Friday, July 19, 2013

FI: Stoker

Stoker
US/UK, 2012
Directed by Park Chan-Wook

Stoker is a film that is full of portent. The first English language picture by Korean master stylist Park Chan-Wook (Oldboy), the film is replete with visual symbolism and sumptuous details that fill eccentric teen India Stoker's (Mia Wasikowska) coming of age with signifiers of dread and incipient madness. After an auto accident kills India's beloved father (Dermot Mulroney aka Derbal McDillett), mysterious globe-trotting Uncle Charlie (Matthew Goode) comes to stay with her and her distant mother (Nicole Kidman). Charlie's arrival offers an escape from the family's static home life, and his hypnotic, erotic influence on both women is the dark heart through which Stoker earns its titular reference to the progenitor of vampire fiction.

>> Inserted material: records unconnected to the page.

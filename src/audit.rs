/// Audit logging for rule mutations
///
/// Every mutating API call appends one JSON line describing what changed,
/// whether it succeeded, and why not if it failed.
use serde::{Deserialize, Serialize};
use std::path::{Path, PathBuf};
use tokio::io::AsyncWriteExt;
use tokio::sync::Mutex;
use uuid::Uuid;

/// Types of auditable events
#[derive(Debug, Clone, Copy, PartialEq, Eq, Serialize, Deserialize)]
#[serde(rename_all = "snake_case")]
pub enum EventType {
    AddRule,
    UpdateRule,
    DeleteRule,
    SetVariable,
    DeleteVariable,
    SetToken,
    ConfigureTask,
    RunTask,
    AddFirewallRule,
    DeleteFirewallRules,
}

/// A single audit log entry
#[derive(Debug, Clone, Serialize, Deserialize)]
pub struct AuditEvent {
    /// When the event occurred (UTC)
    pub timestamp: chrono::DateTime<chrono::Utc>,

    pub id: Uuid,

    pub event_type: EventType,

    pub success: bool,

    /// Additional structured data about the event
    pub details: serde_json::Value,

    /// Error message if operation failed
    pub error: Option<String>,
}

impl AuditEvent {
    pub fn new(
        event_type: EventType,
        success: bool,
        details: serde_json::Value,
        error: Option<String>,
    ) -> Self {
        Self {
            timestamp: chrono::Utc::now(),
            id: Uuid::new_v4(),
            event_type,
            success,
            details,
            error,
        }
    }
}

/// Audit log writer
pub struct AuditLog {
    log_path: PathBuf,
    // Serializes appends so lines from concurrent requests never interleave
    write_lock: Mutex<()>,
}

impl AuditLog {
    pub fn new(log_path: impl Into<PathBuf>) -> Self {
        Self {
            log_path: log_path.into(),
            write_lock: Mutex::new(()),
        }
    }

    /// Audit log at `<state dir>/audit.log`
    ///
    /// # Errors
    ///
    /// Returns `Err` if state directory cannot be determined
    pub fn in_state_dir() -> std::io::Result<Self> {
        let mut log_path = crate::utils::get_state_dir().ok_or_else(|| {
            std::io::Error::new(std::io::ErrorKind::NotFound, "State directory not found")
        })?;
        log_path.push("audit.log");
        Ok(Self::new(log_path))
    }

    /// Appends an event to the audit log
    ///
    /// Events are written as JSON-lines format (one JSON object per line)
    ///
    /// # Errors
    ///
    /// Returns `Err` if file cannot be opened or written
    pub async fn log(&self, event: &AuditEvent) -> std::io::Result<()> {
        let mut line = serde_json::to_string(event)?;
        line.push('\n');

        let _guard = self.write_lock.lock().await;
        let mut file = tokio::fs::OpenOptions::new()
            .create(true)
            .append(true)
            .open(&self.log_path)
            .await?;
        file.write_all(line.as_bytes()).await?;
        file.sync_all().await?;
        Ok(())
    }

    /// Records an event, logging instead of failing when the write fails.
    pub async fn record(
        &self,
        event_type: EventType,
        details: serde_json::Value,
        outcome: Result<(), String>,
    ) {
        let (success, error) = match outcome {
            Ok(()) => (true, None),
            Err(e) => (false, Some(e)),
        };
        let event = AuditEvent::new(event_type, success, details, error);
        if let Err(e) = self.log(&event).await {
            tracing::warn!("Failed to write audit log: {}", e);
        }
    }

    /// Reads the most recent events, newest first
    ///
    /// # Errors
    ///
    /// Returns `Err` if the file cannot be read
    pub async fn read_recent(&self, count: usize) -> std::io::Result<Vec<AuditEvent>> {
        let content = tokio::fs::read_to_string(&self.log_path).await?;

        let events: Vec<AuditEvent> = content
            .lines()
            .rev()
            .take(count)
            .filter_map(|line| serde_json::from_str(line).ok())
            .collect();

        Ok(events)
    }

    pub fn path(&self) -> &Path {
        &self.log_path
    }
}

Hitchcock fans will immediately see another of Stoker's major points of reference in Uncle Charlie's name, which is taken from the murderous uncle in Shadow of a Doubt. Much like that Uncle Charlie, this one seems to share a mysterious connection with his niece, though India somehow never knew he existed prior to his arrival. And, much like his namesake, Goode's Uncle Charlie has a dark secret, though his niece reacts to this revelation in a much different fashion than Teresa Wright's character in Hitchcock's classic. This proves a key distinction: Stoker is about India not so much choosing who to be, as realizing which aspects of her personality make her feel like herself, and breaking through repression to let these aspects run free. It is an awakening rather than a choice.

Park's pet psychological issues are writ large here, with voyeurism, incestuous Freudian threads, and sexualized violence all getting heavy play. These themes are woven through Stoker's mysteries and lend the film its gothic, transgressive atmosphere. But the film's major issue is one of style over substance. The characters drift and loll through scenes, despite otherwise solid performances, and Stoker often feels listless and adrift in its portent where it should feel tense. The film aspires to be a sort of unfiltered Hitchcock riff via Chabrol and De Palma, but it eschews the restraint and patient screw-turning through which their shocks accumulated power, in favor of metaphor, discontinuous editing, and stillness. As a cine-literate tone piece about repressed sexuality and violent instincts, Stoker can't be written off. But perhaps the writer's (Prison Break's Wentworth Miller) and director's hands are a little too present, such that events and behaviors that should arise through the characters instead feel externally willed upon the characters. Despite its flashes of brilliance, Stoker simply lays too many cards on the table without knowing how best to play them in service of its story.